Las acciones de Talking Heads son una catarsis, una contrapropuesta a todas las demás películas de concierto, hechas sobre escenarios extravagantes y llenas de fuegos artificiales. Completamente impersonales. Los elementos de la escenografía son andamios, plataformas negras, la sombra de Byrne, una lámpara, un sillón, el grupo, bailando de manera desenfrenada al ritmo de sus canciones.

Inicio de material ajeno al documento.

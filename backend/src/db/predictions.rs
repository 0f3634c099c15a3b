use std::fs;
use std::path::PathBuf;

use rusqlite::{Connection, params};
use serde::Serialize;

#[derive(Debug, thiserror::Error)]
pub enum RepositoryError {
    #[error("Database error: {0}")]
    Sqlite(#[from] rusqlite::Error),
    #[error("Database directory error: {0}")]
    Io(#[from] std::io::Error),
}

#[derive(Debug, Clone, Serialize)]
pub struct PredictionRecord {
    pub id: i64,
    pub image_url: String,
    pub disease_name: String,
    pub confidence: f64,
    pub timestamp: String,
    pub verified: bool,
    pub feedback: Option<String>,
}

/// Append-only prediction log backing statistics and future retraining.
/// Opens a connection per call; sqlite serializes concurrent writers.
#[derive(Clone)]
pub struct PredictionRepository {
    db_path: PathBuf,
}

impl PredictionRepository {
    pub fn new(db_path: impl Into<PathBuf>) -> Self {
        Self {
            db_path: db_path.into(),
        }
    }

    fn connect(&self) -> Result<Connection, RepositoryError> {
        if let Some(parent) = self.db_path.parent() {
            fs::create_dir_all(parent)?;
        }
        let conn = Connection::open(&self.db_path)?;
        conn.execute_batch(
            "CREATE TABLE IF NOT EXISTS predictions (
                id INTEGER PRIMARY KEY AUTOINCREMENT,
                image_url TEXT NOT NULL,
                disease_name TEXT NOT NULL,
                confidence REAL NOT NULL,
                timestamp TEXT NOT NULL,
                verified BOOLEAN DEFAULT 0,
                feedback TEXT
            );
            CREATE TABLE IF NOT EXISTS retraining_history (
                id INTEGER PRIMARY KEY AUTOINCREMENT,
                model_version TEXT NOT NULL,
                accuracy REAL,
                timestamp TEXT NOT NULL,
                notes TEXT
            );",
        )?;
        Ok(conn)
    }

    pub fn save_prediction(
        &self,
        image_url: &str,
        disease_name: &str,
        confidence: f64,
        timestamp: &str,
    ) -> Result<(), RepositoryError> {
        let conn = self.connect()?;
        conn.execute(
            "INSERT INTO predictions (image_url, disease_name, confidence, timestamp)
             VALUES (?1, ?2, ?3, ?4)",
            params![image_url, disease_name, confidence, timestamp],
        )?;
        Ok(())
    }

    pub fn recent_predictions(&self, limit: u32) -> Result<Vec<PredictionRecord>, RepositoryError> {
        let conn = self.connect()?;
        let mut statement = conn.prepare(
            "SELECT id, image_url, disease_name, confidence, timestamp, verified, feedback
             FROM predictions ORDER BY timestamp DESC LIMIT ?1",
        )?;
        let rows = statement.query_map(params![limit], |row| {
            Ok(PredictionRecord {
                id: row.get(0)?,
                image_url: row.get(1)?,
                disease_name: row.get(2)?,
                confidence: row.get(3)?,
                timestamp: row.get(4)?,
                verified: row.get(5)?,
                feedback: row.get(6)?,
            })
        })?;
        Ok(rows.collect::<Result<Vec<_>, _>>()?)
    }

    pub fn record_retraining(
        &self,
        model_version: &str,
        accuracy: Option<f64>,
        timestamp: &str,
        notes: &str,
    ) -> Result<(), RepositoryError> {
        let conn = self.connect()?;
        conn.execute(
            "INSERT INTO retraining_history (model_version, accuracy, timestamp, notes)
             VALUES (?1, ?2, ?3, ?4)",
            params![model_version, accuracy, timestamp, notes],
        )?;
        Ok(())
    }
}

#[cfg(test)]
mod tests {
    use super::*;
    use uuid::Uuid;

    fn temp_repository() -> PredictionRepository {
        let path = std::env::temp_dir().join(format!("predictions-{}.db", Uuid::new_v4()));
        PredictionRepository::new(path)
    }

    #[test]
    fn saved_predictions_come_back_most_recent_first() {
        let repo = temp_repository();
        repo.save_prediction("http://img/a.jpg", "leaf_blight", 81.2, "2026-01-01T10:00:00Z")
            .unwrap();
        repo.save_prediction("http://img/b.jpg", "rust", 64.0, "2026-01-02T10:00:00Z")
            .unwrap();

        let records = repo.recent_predictions(10).unwrap();
        assert_eq!(records.len(), 2);
        assert_eq!(records[0].disease_name, "rust");
        assert_eq!(records[1].disease_name, "leaf_blight");
        assert!(!records[0].verified);
    }

    #[test]
    fn limit_caps_returned_rows() {
        let repo = temp_repository();
        for i in 0..5 {
            repo.save_prediction(
                "http://img/x.jpg",
                "leaf_spot",
                50.0,
                &format!("2026-01-0{}T00:00:00Z", i + 1),
            )
            .unwrap();
        }
        assert_eq!(repo.recent_predictions(3).unwrap().len(), 3);
    }
}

El director, Jonathan Demme, comprende a la perfección al grupo, y le hace justicia siendo fiel a su estilo y alejándose de elementos comunes en otras cintas de este tipo. Nunca vemos al público, los escuchamos gritar emocionados. Nada más. Demme hace que el foco sea la banda y su música, manteniendo las cámaras sobre el escenario en todo momento. Lo más importante de todo, a pesar de los sencillos elementos de los que hecha mano la banda en el aspecto de escenografía, el director saca provecho de todos los visuales que se producen, lo que hace que la cinta sea también una experiencia visual muy satisfactoria.
Y Byrne es el centro de todo. Los momentos claves de la cinta vienen de su facilidad como frontman. De su simple presencia física se desprenden las imágenes que más perduran del filme. David Byrne transforma la presentación en un deporte, con reglas inventadas, que sólo Él sabe jugar como se debe.